This Document has limited distribution rights. It may not be distributed to the general public or shared beyond the employees of the licensee company. Upon the termination of an employee, whether voluntary or involuntary, access to this document must immediately cease. If the licensee company wishes to utilize this information in outward facing communications, please contact [email protected].
Introduction
On June 6, 2017, NetApp announced its first hyperconverged infrastructure (HCI) appliance, based on its all-flash SolidFire platform. This is a true HCI platform, combining multiple compute nodes, integrated networking, and a software-driven storage layer (using the SolidFire software platform). It is designed to compete against products like Dell EMC VxRAIL, Nutanix XCP, HPE SimpliVity and other similar offerings from a multitude of vendors. NetApp advised Neuralytix it is aiming the NetApp HCI at mid- to large-sized enterprises.
At its core, the software driven storage (SDS) layer is the SolidFire software platform. In practice, it is not dissimilar to Dell EMC VxRACK Flex which uses the ScaleIO software at its heart. Unlike VxRACK Flex, NetApp HCI is designed to use the VMware ecosystem to provide the hypervisor and system management.
NetApp HCI allows customers to run ONTAP Select (the software only version of ONTAP) in a virtual machine (VM), and thus providing access to the NetApp Data Fabric, which gives access to file services and object services (through the deployment of StorageGRID).

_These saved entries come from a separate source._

//! Frame readers: two ingestion strategies behind one interface.
//!
//! - `BlockingFrameReader` reassembles frames across short reads and backs off
//!   on non-productive reads.
//! - `NonBlockingFrameReader` busy-polls and scores every successful read as a
//!   whole unit, well-formed only if it returned exactly one frame's worth of bytes.
//!
//! The two disagree on partial reads on purpose; they are separate strategies,
//! not two implementations of the same one.

mod blocking;
mod non_blocking;

use std::time::Duration;

pub use blocking::BlockingFrameReader;
pub use non_blocking::NonBlockingFrameReader;

use crate::cancel::CancelToken;
use crate::connection::{Connection, Mode};
use crate::error::SessionError;
use crate::event::EventSink;
use crate::stats::StatsReport;

/// Sleep after a non-productive blocking read.
pub const DEFAULT_BACKOFF: Duration = Duration::from_millis(1000);

/// Tunables shared by the opener and both readers. `Default` keeps the
/// reference behavior: 1 s backoff, pure spin polling, no timeouts.
#[derive(Debug, Clone, PartialEq, Eq)]
pub struct ReaderConfig {
    /// Blocking reader: delay after a zero-byte or would-block read.
    pub backoff: Duration,
    /// Non-blocking reader: pause between polls. Zero spins.
    pub poll_interval: Duration,
    /// Blocking open: give up connecting after this long.
    pub connect_timeout: Option<Duration>,
    /// Blocking reads: return would-block after this long without data, so
    /// the reader backs off and can observe a cancel.
    pub read_timeout: Option<Duration>,
}

impl Default for ReaderConfig {
    fn default() -> Self {
        Self {
            backoff: DEFAULT_BACKOFF,
            poll_interval: Duration::ZERO,
            connect_timeout: None,
            read_timeout: None,
        }
    }
}

/// Final result of a session: statistics always, plus the error that ended it, if any.
#[derive(Debug)]
pub struct SessionReport {
    pub stats: StatsReport,
    pub error: Option<SessionError>,
}

impl SessionReport {
    pub fn completed(stats: StatsReport) -> Self {
        Self { stats, error: None }
    }

    pub fn failed(stats: StatsReport, error: SessionError) -> Self {
        Self {
            stats,
            error: Some(error),
        }
    }

    /// True when the stream ran to end-of-stream without error or cancel.
    pub fn is_clean(&self) -> bool {
        self.error.is_none()
    }
}

/// A strategy that drives one connection to completion.
///
/// The reader takes ownership of the connection; it is dropped (closed) when
/// `drive` returns, whatever the exit path.
pub trait FrameReader: Send {
    fn drive(
        &self,
        conn: Box<dyn Connection>,
        cancel: &CancelToken,
        events: &EventSink,
    ) -> SessionReport;
}

/// Reader matching `mode`.
pub fn reader_for(mode: Mode, config: &ReaderConfig) -> Box<dyn FrameReader> {
    match mode {
        Mode::Blocking => Box::new(BlockingFrameReader::new(config.backoff)),
        Mode::NonBlocking => Box::new(NonBlockingFrameReader::new(config.poll_interval)),
    }
}

#[cfg(test)]
pub(crate) mod mock {
    //! Scripted connection for reader tests.

    use std::collections::VecDeque;
    use std::io;
    use std::sync::atomic::{AtomicUsize, Ordering};
    use std::sync::Arc;

    use crate::connection::{Connection, ReadOutcome};

    /// One scripted read: how many bytes and what they are.
    pub enum Step {
        Bytes(Vec<u8>),
        WouldBlock,
        Eof,
        Fail(io::ErrorKind),
    }

    pub struct MockConnection {
        pending_polls: usize,
        connect_error: Option<io::ErrorKind>,
        steps: VecDeque<Step>,
        /// Bytes of the current `Bytes` step not yet handed out.
        partial: Vec<u8>,
        closes: Arc<AtomicUsize>,
        pub reads: Arc<AtomicUsize>,
    }

    impl MockConnection {
        pub fn new(steps: Vec<Step>) -> (Self, Arc<AtomicUsize>) {
            let closes = Arc::new(AtomicUsize::new(0));
            let conn = Self {
                pending_polls: 0,
                connect_error: None,
                steps: steps.into(),
                partial: Vec::new(),
                closes: closes.clone(),
                reads: Arc::new(AtomicUsize::new(0)),
            };
            (conn, closes)
        }

        /// Report "not yet connected" this many times before connecting.
        pub fn connecting_for(mut self, polls: usize) -> Self {
            self.pending_polls = polls;
            self
        }

        pub fn connect_error(mut self, kind: io::ErrorKind) -> Self {
            self.connect_error = Some(kind);
            self
        }
    }

    impl Connection for MockConnection {
        fn poll_connected(&mut self) -> io::Result<bool> {
            if let Some(kind) = self.connect_error {
                return Err(io::Error::from(kind));
            }
            if self.pending_polls > 0 {
                self.pending_polls -= 1;
                return Ok(false);
            }
            Ok(true)
        }

        fn read(&mut self, buf: &mut [u8]) -> ReadOutcome {
            self.reads.fetch_add(1, Ordering::SeqCst);
            if self.partial.is_empty() {
                match self.steps.pop_front() {
                    Some(Step::Bytes(bytes)) => self.partial = bytes,
                    Some(Step::WouldBlock) => return ReadOutcome::WouldBlock,
                    Some(Step::Fail(kind)) => return ReadOutcome::Error(io::Error::from(kind)),
                    Some(Step::Eof) | None => return ReadOutcome::EndOfStream,
                }
            }
            // A step larger than the buffer is handed out over several reads.
            let n = self.partial.len().min(buf.len());
            buf[..n].copy_from_slice(&self.partial[..n]);
            self.partial.drain(..n);
            ReadOutcome::Data(n)
        }
    }

    impl Drop for MockConnection {
        fn drop(&mut self) {
            self.closes.fetch_add(1, Ordering::SeqCst);
        }
    }

    /// `len` bytes starting with `lead`, rest counting up from 1.
    pub fn bytes(lead: u8, len: usize) -> Vec<u8> {
        let mut out: Vec<u8> = (0..len).map(|i| i as u8).collect();
        if let Some(first) = out.first_mut() {
            *first = lead;
        }
        out
    }
}

#[cfg(test)]
mod tests {
    use super::*;

    #[test]
    fn default_config_keeps_reference_timing() {
        let c = ReaderConfig::default();
        assert_eq!(c.backoff, Duration::from_millis(1000));
        assert_eq!(c.poll_interval, Duration::ZERO);
        assert!(c.connect_timeout.is_none());
        assert!(c.read_timeout.is_none());
    }

    #[test]
    fn report_clean_only_without_error() {
        assert!(SessionReport::completed(StatsReport::new()).is_clean());
        assert!(!SessionReport::failed(StatsReport::new(), SessionError::Cancelled).is_clean());
    }
}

Figure 1 shows back side of NetApp HCI. The minimum configuration is two shelves. The back of each shelf provides the ability to have up to four servers inserted into the midplane. In the minimum configuration, six servers will be used – two for compute, and four for the SolidFire SDS. From a compute perspective, NetApp advised Neuralytix, that up to 100 compute nodes can be added using additional shelves. The additional shelves can be compute-only, thus overcoming the parallel scaling of compute and storage together such as that found in many other HCI solutions.
NetApp also focused heavily on simplicity, and claims that NetApp HCI is simpler to deploy than its competitors, with an end-to-end installation time of 30 minutes or less.
One of the things we found negative about the NetApp HCI approach, is that while it is heavily dependent on VMware, it does not sell the licenses. Instead, it includes a 60-day trial license. While this will give resellers and system integrators (SI) the ability to make money selling licenses, and give enterprises with enterprise licensing agreements (ELA) the ability to leverage these agreements, it also means that the support for NetApp HCI is not with a single vendor, but with at least two vendors. This is a negative in our opinion.
Conclusion
Our opinion of NetApp HCI is that it is clever in its ability to scale compute and storage independently. This approach leapfrogs many of the existing vendors.
During our conversations with NetApp, it continually compared itself with first generation HCI solutions. Neuralytix’s position is that all the HCI vendors have gone beyond the first generation. As such, NetApp is comparing itself to an older, out of date base standard. It is the equivalent of saying that it is a market leader in a small market – not particularly impressive.
Overall, we found NetApp HCI to be a good solution for those who are committed to the NetApp brand. We fear that NetApp HCI may not be as attractive to organizations that have an even or heavier focus on the compute as the compute nodes are as yet unproven.
Our conclusion is that the NetApp HCI is an acceptable HCI solution with the added benefit of true independent scaling between compute and storage capacities, only to have the added benefit negated because the solution and support for the solution does not come from a single source. This makes Neuralytix feel that NetApp is not as committed to converged infrastructures (as demonstrated by the reference architecture approach to FlexPod) as it is advertising.